Quality of course is in the eye of the beholder, and our means for assessing it in the context of schooling has been quite primitive. Also, the self-serving “quality” rules can look awfully arbitrary and stupid with the slightest bit of examination. For example, Arizona has a charter school with a rate of academic growth rate 98.6% above the national average, which would have been in danger of closure if Arizona lawmakers had been gullible enough to adopt a default five-year closure law (a favorite of charter bootleggers).

As Lisa Graham Keegan explained:

Moreover, Arizona’s “wild” charter journey led to many low-income, highly performing charter management organizations that can only be found in the Grand Canyon State. Many are community-focused and community-developed, which we all say that we want, but their first priority was on stabilizing the communities they grew from. In other words, they weren’t very good academically to start—but they did transform their neighborhoods, and parents trusted these new schools with their precious children over many other options that went out of business due to lack of enrollment. Years later, many of them, like Academies of Math and ScienceMexicayotl Academy, and Espiritu Schools, are now among the top performing schools in not just the state, but in the country, and were highlighted in last week’s Education Equality Index. The thing is it took a decade to do that. And we Arizonans let it happen.

The Baptist/Bootlegger Charter Alliance has been, alas, devastatingly effective around the country. A whole string of states has passed charter school statutes in recent years — states like Washington, Alabama, Kentucky, and Mississippi. National charter school groups have sung the praises of these laws, but then, they produce few actual charter schools. In Kentucky’s case, no charter schools. The “Baptists” don’t want any charter schools, and the “Bootleggers” only want charters from their own organizations to operate, and the compromise lands on few charters opening.

Oklahoma, for instance, passed its charter law in 1999, and the Oklahoma Charter Schools Association lists 30 or so charters operating in the state, which looks to be a net gain of 1.5 schools per year. The Baptist/Bootlegger coalition effectively wants few if any charter schools to open, and it won’t be overly difficult for coalition members to agree on a dislike of charter schools teaching religion as truth.

Years of litigation awaits the would-be religious charter school operator, the result of which may vary across jurisdictions. Regardless of how that plays out, the Baptist/Bootlegger coalition will be waiting. They’ve had to be barely creative (900-page applications, etc.) to throttle charter school growth, and motivated by a shared distaste for religious charter schools, I’m guessing they will get insidious if necessary.
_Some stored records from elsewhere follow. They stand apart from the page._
//! Bevy world as a render host for the scene lifecycle
//!
//! A [`WorldHost`] is a short-lived view over the `World`, created by the
//! lifecycle driver every frame. Host-side bookkeeping that must outlive it
//! (frame loop token, attached listeners) lives in [`HostState`].

use std::collections::HashMap;

use bevy::prelude::*;
use bevy::window::{CursorIcon, PrimaryWindow, SystemCursorIcon};
use bookshelf_core::lifecycle::{FrameToken, ListenerId, ListenerKind};
use bookshelf_core::picking::PoseChange;
use bookshelf_core::{CursorAffordance, LifecycleError, OrbitCamera, RenderHost, SceneBlueprint};
use tracing::{debug, info};

use crate::camera::{orbit_projection, orbit_transform};
use crate::models::{apply_book_pose, despawn_shelf_scene, spawn_shelf_scene, SpawnedScene};
use crate::scene::{despawn_stage, spawn_stage, ShelfSurface};
use crate::types::ShelfSettings;

/// Frame loop and listener registrations owned by the host
#[derive(Resource, Debug, Default)]
pub struct HostState {
    next_id: u64,
    frame: Option<FrameToken>,
    listeners: HashMap<ListenerId, ListenerKind>,
}

impl HostState {
    fn next_id(&mut self) -> u64 {
        self.next_id += 1;
        self.next_id
    }

    pub fn frame_loop(&self) -> Option<FrameToken> {
        self.frame
    }

    pub fn is_listening(&self, kind: ListenerKind) -> bool {
        self.listeners.values().any(|k| *k == kind)
    }

    pub fn listener_count(&self) -> usize {
        self.listeners.len()
    }
}

pub struct WorldHost<'w> {
    world: &'w mut World,
    window: Option<Entity>,
    viewport: (u32, u32),
}

impl<'w> WorldHost<'w> {
    pub fn new(world: &'w mut World) -> Self {
        let mut windows = world.query_filtered::<(Entity, &Window), With<PrimaryWindow>>();
        let (window, viewport) = match windows.single(world) {
            Ok((entity, window)) => (
                Some(entity),
                (window.width().round() as u32, window.height().round() as u32),
            ),
            Err(_) => (None, (0, 0)),
        };
        Self {
            world,
            window,
            viewport,
        }
    }

    fn state(&mut self) -> Mut<'_, HostState> {
        if !self.world.contains_resource::<HostState>() {
            self.world.init_resource::<HostState>();
        }
        self.world.resource_mut::<HostState>()
    }

    fn sync_camera(&mut self, camera: &OrbitCamera) {
        let Some(entity) = self.world.get_resource::<ShelfSurface>().map(|s| s.camera) else {
            return;
        };
        if let Ok(mut entry) = self.world.get_entity_mut(entity) {
            entry.insert((orbit_transform(camera), orbit_projection(camera)));
        }
    }
}

impl RenderHost for WorldHost<'_> {
    type Scene = SpawnedScene;

    fn viewport_size(&self) -> (u32, u32) {
        self.viewport
    }

    fn acquire_surface(&mut self, width: u32, height: u32) -> Result<(), LifecycleError> {
        if self.window.is_none() {
            return Err(LifecycleError::Unsupported("no primary window".into()));
        }
        let has_renderer = self.world.contains_resource::<Assets<Mesh>>()
            && self.world.contains_resource::<Assets<StandardMaterial>>()
            && self.world.contains_resource::<Assets<Image>>();
        if !has_renderer {
            return Err(LifecycleError::Unsupported(
                "3D rendering plugins are not installed".into(),
            ));
        }

        let settings = self
            .world
            .get_resource::<ShelfSettings>()
            .map(|s| s.0.clone())
            .unwrap_or_default();
        let mut orbit = OrbitCamera::new(settings.camera);
        orbit.set_viewport(width as f32, height as f32);

        if let Some(stale) = self.world.remove_resource::<ShelfSurface>() {
            despawn_stage(self.world, stale);
        }
        let surface = spawn_stage(self.world, &settings.stage, &orbit);
        self.world.insert_resource(surface);
        info!(width, height, "Shelf surface acquired");
        Ok(())
    }

    fn upload_scene(&mut self, blueprint: &SceneBlueprint<'_>) -> Result<SpawnedScene, LifecycleError> {
        if !self.world.contains_resource::<ShelfSurface>() {
            return Err(LifecycleError::Unsupported("surface not acquired".into()));
        }
        let scene = spawn_shelf_scene(self.world, blueprint);
        debug!(
            books = scene.books.len(),
            images = scene.images.len(),
            meshes = scene.meshes.len(),
            "Shelf scene uploaded"
        );
        self.sync_camera(blueprint.camera);
        Ok(scene)
    }

    fn start_frame_loop(&mut self) -> FrameToken {
        let mut state = self.state();
        let token = FrameToken(state.next_id());
        state.frame = Some(token);
        token
    }

    fn cancel_frame_loop(&mut self, token: FrameToken) {
        let mut state = self.state();
        if state.frame == Some(token) {
            state.frame = None;
        }
    }

    fn attach_listener(&mut self, kind: ListenerKind) -> ListenerId {
        let mut state = self.state();
        let id = ListenerId(state.next_id());
        state.listeners.insert(id, kind);
        id
    }

    fn detach_listener(&mut self, id: ListenerId) {
        self.state().listeners.remove(&id);
    }

    fn resize_surface(&mut self, width: u32, height: u32, camera: &OrbitCamera) {
        self.viewport = (width, height);
        self.sync_camera(camera);
    }

    fn apply_pose(&mut self, scene: &mut SpawnedScene, change: &PoseChange) {
        apply_book_pose(self.world, scene, change.index, &change.pose);
    }

    fn set_cursor(&mut self, cursor: CursorAffordance) {
        let Some(window) = self.window else {
            return;
        };
        let icon = match cursor {
            CursorAffordance::Pointer => SystemCursorIcon::Pointer,
            CursorAffordance::Default => SystemCursorIcon::Default,
        };
        if let Ok(mut entry) = self.world.get_entity_mut(window) {
            entry.insert(CursorIcon::System(icon));
        }
    }

    fn draw(&mut self, _scene: &SpawnedScene, camera: &OrbitCamera) {
        // Bevy renders every frame; only the camera needs to follow the orbit
        self.sync_camera(camera);
    }

    fn release_scene(&mut self, scene: SpawnedScene) {
        debug!(books = scene.books.len(), "Releasing shelf scene");
        despawn_shelf_scene(self.world, scene);
    }

    fn release_surface(&mut self) {
        if let Some(surface) = self.world.remove_resource::<ShelfSurface>() {
            despawn_stage(self.world, surface);
        }
        self.set_cursor(CursorAffordance::Default);
        info!("Shelf surface released");
    }
}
Nonetheless, there will be those who make the attempt. My advice to you dear reader: Don’t be one of them. Your energies will be better rewarded elsewhere. As Sun Tzu wrote: “A victorious general wins and then seeks battle, a defeated army seeks battle and then seeks victory.” Even if you survive the courts, the B/B Alliance will be there to finish you off.

 

 

 

One Comment

  1. Charter management organizations (full disclosure: I managed charters for a network that has gone national, Green Dot Public Schools) will do better to remain religiously independent, while schools that want to transform upper secondary education in the United States, which is so desperately needed, will do better to establish themselves under private law, to remain clear of democratic politicians who constantly calculate that they can gain more votes by lowering graduation requirements than they can by optimizing state standards, at least in American culture.